The relevance of this project centres around the need to sustainably feed an ever increasing global population while minimising negative impacts on the environment. Methane is a greenhouse gas   produced by a group of rumen microbes, known as methanogens, and is a normal by product of ruminant fermentation. Methane, arising from ruminant livestock, accounts for near 40% of agriculture’s emissions with cattle production (both beef and dairy) being responsible for nearly three quarters of agriculture’s methane emissions.

The production of methane, known as methanogenesis, is an energy inefficient process, which not only impacts the environment, but also results in 6-12% of the animal’s gross energy intake being diverted away from the animal towards methanogenesis. As traits, both feed efficiency and methane production are related and it has been shown that cattle which are more feed efficient emit less methane hence providing dual benefits to the sector through their improved feed efficiency and lower environmental outputs. As such, approaches targeting a reduction in methane align with Irish agriculture’s sustainability goals by having the capability to both improve on farm profitability and efficiency while benefiting the sectors climate mitigation efforts.


Over a 2 year period the on-going ‘RumenPredict’ work in Tully aims to measure methane emissions on over 300 cattle passing through the progeny test centre. Rumen microbial analysis will be performed on extreme animals divergent in methane emissions to determine differences in the microbial population of high and low emitting animals. Coinciding with this, genetic or genotyping analysis will be conducted to determine how the host animal’s genetics influences the microbial population allowing us to link the animal’s genetics with the rumen microbiome and explain how this influences methane emissions.

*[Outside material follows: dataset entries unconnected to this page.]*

//! Request logging middleware.

use std::time::Instant;

use axum::extract::{Request, State};
use axum::middleware::Next;
use axum::response::Response;
use tracing::info;

use super::HEALTHZ_PATH;

#[derive(Debug, Clone, Copy, PartialEq, Eq)]
pub struct AccessLogConfig {
    /// Skip `/healthz`, which infrastructure health checks hit every few seconds.
    pub suppress_healthz: bool,
}

impl AccessLogConfig {
    pub fn should_log(&self, path: &str) -> bool {
        !(self.suppress_healthz && path == HEALTHZ_PATH)
    }
}

/// Logs method, path, status and latency of each request.
pub async fn access_log(
    State(config): State<AccessLogConfig>,
    request: Request,
    next: Next,
) -> Response {
    let method = request.method().clone();
    let path = request.uri().path().to_string();
    let started = Instant::now();

    let response = next.run(request).await;

    if config.should_log(&path) {
        info!(
            %method,
            %path,
            status = response.status().as_u16(),
            latency_ms = started.elapsed().as_millis() as u64,
            "HTTP request"
        );
    }
    response
}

To measure methane emissions, two GreenFeed Systems have been installed in Tully. The GreenFeed System allows for individual animal methane measurements to be collected in a commercial setting. Each animal is fitted with an RFID ear tag which allows the GreenFeed to identify animals individually. As the animal approaches the GreenFeed, a small amount of feed is dropped to both attract and keep the animal positioned at the machine. Feed is dropped every 30 seconds over a 3 minute period with animal access to the machine evenly spread over the day. While the animal is feeding, the GreenFeed estimates methane emissions by extracting the air surrounding the animal’s head and filtering it by a sensor which determines the amount of methane the animal emits in between feeding. Contrary to popular belief, ruminants exhale most of the methane they produce hence allowing the GreenFeed to estimate methane emissions from the breath of the animal.

As part of the genetic analysis being performed, the end goal of this project is to discover DNA based biomarkers which will help to explain differences in the methane emission of animals. Such markers have the potential to be included in national and international breeding programmes to benefit the breeding of cattle with a more efficient rumen microbiome associated with greater feed utilisation and decreased environmental outputs.